A screw press sludge dewatering machine is a continuous sludge dewatering machine that combines screw pressure with the principle of dynamic and static ring filtration slots. It is primarily used for sludge reduction in sewage treatment plants and industrial wastewater treatment facilities. The screw press sludge dewatering machine integrates an automatic control cabinet, a flocculation and conditioning tank, a sludge concentration and dewatering unit, and a liquid collection tank. It achieves efficient flocculation and continuously completes sludge concentration, pressing, and dewatering, ultimately returning or discharging the collected filtrate.
1. Core Structure
The dynamic and static ring stack consists of alternating fixed rings (static rings) and movable rings (dynamic rings). Adjustable filtration slots of 0.5-2mm are formed between the rings, allowing water molecules to pass through while retaining solid particles.
The spiral shaft has a variable diameter design (gradually increasing diameter) and variable pitch (gradually decreasing pitch). This increases the compressive strength of the sludge through a volumetric compression ratio (typically 4:1 to 5:1). Drive System
Equipped with a variable frequency motor (typically 2.2-7.5kW), the speed is adjustable from 2-10 rpm to accommodate varying sludge concentrations.
2. Working Principle
Three-Stage Dewatering Process
Concentration Stage: Upon entering the sludge, it is initially drained via a spiral conveyor, increasing the solids content from 0.5%-1% to 3%-5%.
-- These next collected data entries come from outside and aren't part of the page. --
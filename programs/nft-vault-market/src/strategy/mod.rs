pub mod funds;

pub use funds::*;

use anchor_lang::prelude::*;

use crate::{
    errors::MarketError,
    stake_pool_integration::{self, StakePoolHeader},
    state::vault::{mul_div, mul_div_ceil},
};

/// Yield source backing a vault, stored on the vault itself.
#[derive(AnchorSerialize, AnchorDeserialize, Clone, Copy, Debug, PartialEq, Eq)]
pub enum StrategyKind {
    /// Lamports stay in the vault account; one share is one lamport
    PassThrough,
    /// Lamports are deposited into an SPL stake pool through a per-user delegate;
    /// shares are pool tokens
    StakePool {
        stake_pool: Pubkey,
        pool_mint: Pubkey,
        lp_deposits_enabled: bool,
    },
}

impl Default for StrategyKind {
    fn default() -> Self {
        StrategyKind::PassThrough
    }
}

impl StrategyKind {
    pub const SPACE: usize = 1 + 32 + 32 + 1;

    /// Successor strategies keep the unit of account of their predecessor so that
    /// shares and principal carry over unchanged.
    pub fn can_migrate_to(&self, next: &StrategyKind) -> bool {
        match (self, next) {
            (StrategyKind::PassThrough, StrategyKind::PassThrough) => true,
            (
                StrategyKind::StakePool { pool_mint, .. },
                StrategyKind::StakePool { pool_mint: next_mint, .. },
            ) => pool_mint == next_mint,
            _ => false,
        }
    }
}

/// Strategy choice as passed to `register_vault` / `upgrade_vault`; pool keys are
/// read from the stake pool account itself.
#[derive(AnchorSerialize, AnchorDeserialize, Clone, Copy, Debug, PartialEq, Eq)]
pub enum StrategyConfig {
    PassThrough,
    StakePool { lp_deposits_enabled: bool },
}

impl StrategyConfig {
    pub fn resolve(&self, yield_source: Option<&AccountInfo>) -> Result<StrategyKind> {
        match self {
            StrategyConfig::PassThrough => Ok(StrategyKind::PassThrough),
            StrategyConfig::StakePool { lp_deposits_enabled } => {
                let pool = yield_source.ok_or(MarketError::StrategyAccountMismatch)?;
                let header = stake_pool_integration::load_stake_pool(pool)?;
                Ok(StrategyKind::StakePool {
                    stake_pool: pool.key(),
                    pool_mint: header.pool_mint,
                    lp_deposits_enabled: *lp_deposits_enabled,
                })
            }
        }
    }
}

/// Exchange-rate view of a yield source.
pub trait VaultStrategy {
    /// Shares minted for `lamports` at the current rate.
    fn shares_for(&self, lamports: u64) -> Result<u64>;

    /// Lamports the given shares are worth at the current rate.
    fn value_of(&self, shares: u64) -> Result<u64>;

    /// Smallest share amount worth at least `lamports`.
    fn shares_for_payout(&self, lamports: u64) -> Result<u64>;

    /// Mint of the vault's native share token, when users may hold it directly.
    fn lp_mint(&self) -> Option<Pubkey>;
}

pub struct PassThrough;

impl VaultStrategy for PassThrough {
    fn shares_for(&self, lamports: u64) -> Result<u64> {
        Ok(lamports)
    }

    fn value_of(&self, shares: u64) -> Result<u64> {
        Ok(shares)
    }

    fn shares_for_payout(&self, lamports: u64) -> Result<u64> {
        Ok(lamports)
    }

    fn lp_mint(&self) -> Option<Pubkey> {
        None
    }
}

#[derive(Clone, Debug, PartialEq, Eq)]
pub struct StakePoolStrategy {
    pub total_lamports: u64,
    pub pool_token_supply: u64,
    pub pool_mint: Pubkey,
    pub lp_deposits_enabled: bool,
}

impl StakePoolStrategy {
    pub fn from_header(header: &StakePoolHeader, lp_deposits_enabled: bool) -> Self {
        Self {
            total_lamports: header.total_lamports,
            pool_token_supply: header.pool_token_supply,
            pool_mint: header.pool_mint,
            lp_deposits_enabled,
        }
    }

    fn is_fresh(&self) -> bool {
        self.total_lamports == 0 || self.pool_token_supply == 0
    }
}

impl VaultStrategy for StakePoolStrategy {
    fn shares_for(&self, lamports: u64) -> Result<u64> {
        if self.is_fresh() {
            return Ok(lamports);
        }
        mul_div(lamports, self.pool_token_supply, self.total_lamports)
    }

    fn value_of(&self, shares: u64) -> Result<u64> {
        if self.is_fresh() {
            return Ok(shares);
        }
        mul_div(shares, self.total_lamports, self.pool_token_supply)
    }

    fn shares_for_payout(&self, lamports: u64) -> Result<u64> {
        if self.is_fresh() {
            return Ok(lamports);
        }
        mul_div_ceil(lamports, self.pool_token_supply, self.total_lamports)
    }

    fn lp_mint(&self) -> Option<Pubkey> {
        self.lp_deposits_enabled.then_some(self.pool_mint)
    }
}

/// A vault's strategy with its exchange rate loaded for the current instruction.
pub enum LoadedStrategy {
    PassThrough(PassThrough),
    StakePool(StakePoolStrategy),
}

impl LoadedStrategy {
    /// Loads the rate of `kind`. Stake-pool vaults need the pool account they were
    /// registered with.
    pub fn load(kind: &StrategyKind, yield_source: Option<&AccountInfo>) -> Result<Self> {
        match kind {
            StrategyKind::PassThrough => Ok(LoadedStrategy::PassThrough(PassThrough)),
            StrategyKind::StakePool {
                stake_pool,
                lp_deposits_enabled,
                ..
            } => {
                let pool = yield_source.ok_or(MarketError::StrategyAccountMismatch)?;
                require_keys_eq!(pool.key(), *stake_pool, MarketError::StrategyAccountMismatch);
                let header = stake_pool_integration::load_stake_pool(pool)?;
                Ok(LoadedStrategy::StakePool(StakePoolStrategy::from_header(
                    &header,
                    *lp_deposits_enabled,
                )))
            }
        }
    }

    fn inner(&self) -> &dyn VaultStrategy {
        match self {
            LoadedStrategy::PassThrough(s) => s,
            LoadedStrategy::StakePool(s) => s,
        }
    }
}

impl VaultStrategy for LoadedStrategy {
    fn shares_for(&self, lamports: u64) -> Result<u64> {
        self.inner().shares_for(lamports)
    }

    fn value_of(&self, shares: u64) -> Result<u64> {
        self.inner().value_of(shares)
    }

    fn shares_for_payout(&self, lamports: u64) -> Result<u64> {
        self.inner().shares_for_payout(lamports)
    }

    fn lp_mint(&self) -> Option<Pubkey> {
        self.inner().lp_mint()
    }
}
Dewatering Stage: Sludge is squeezed in the gap between the moving and stationary rings, achieving a solids content of 10%-15%.
Compression Stage: Further compression is achieved through the back pressure plate at the tapered end, achieving a final solids content of 18%-25%.
Self-Cleaning Mechanism
The continuous micro-oscillation of the moving ring (amplitude approximately 0.5mm) automatically cleans the filter slits and prevents clogging (reducing flushing water usage by 60% compared to traditional belt dewatering machines).
3. Maintenance points of spiral sludge dewatering machine
(1) Daily maintenance (every shift/day)
Filter slot patency check
After stopping the machine, manually rotate the spiral shaft to observe whether there is sludge compaction between the dynamic and static ring stacks (pay special attention to the end of the pressing section).
Use a high-pressure flushing gun (pressure ≥3MPa) to reversely flush the filter slot to ensure that the drainage hole is not blocked.
Lubrication status monitoring
Check the grease film status of the main shaft bearing and drive chain (lithium-based grease is recommended). The grease replenishment cycle is ≤200 hours.
Note: Excessive grease addition will cause sludge adhesion. It is recommended to use an automatic grease injection system.
Electrical system inspection
Test the operation of the inverter cooling fan and record the motor current fluctuation (the normal value should be 80%-95% of the rated current).
(2) Periodic maintenance
1). Weekly maintenance
Flushing system verification: Test the atomization effect of the spray nozzle (the coverage should reach 90% of the ring diameter) and clean the calcified scale. Bolt Tightening: Use a torque wrench to re-tighten the bolts securing the dynamic and static rings (see the equipment manual for standard values, typically 50-70 N·m).
2) Monthly Maintenance
Dynamic Ring Swing Test: Remove the observation window and measure the dynamic ring swing amplitude (normal value: 0.3-0.8 mm). If swing is insufficient, adjust the limit block.
Screw Shaft Wear Inspection: Use a caliper to measure the thickness of the spiral blades. If wear exceeds 20% of the original thickness, repair with welding or replace.
3) Annual Overhaul
Complete Disassembly and Cleaning: Remove the screw shaft and dynamic and static ring assembly in sequence. Soak in 5% oxalic acid solution to remove inorganic salt scale.
Critical Component Replacement: Replace the main shaft mechanical seal (usually 8,000 hours life) and polypropylene ring (replace if wear clearance exceeds 2 mm).
4) Seasonal Maintenance
Winter: Add a bearing heater (maintain a temperature >5°C) to prevent grease solidification.
Rainy Season: Check the control cabinet's moisture-proof silicone for discoloration (replace if pink turns white).
4. Common Fault Warning Signals
Abnormal vibration (amplitude > 0.15mm): This may indicate spindle bending or bearing damage.
Sudden increase in mud moisture content: This is usually caused by filter slot blockage or back pressure plate wear.
Drive motor overheating: Check for friction between the screw shaft and the ring (the clearance should be maintained at 1-2mm).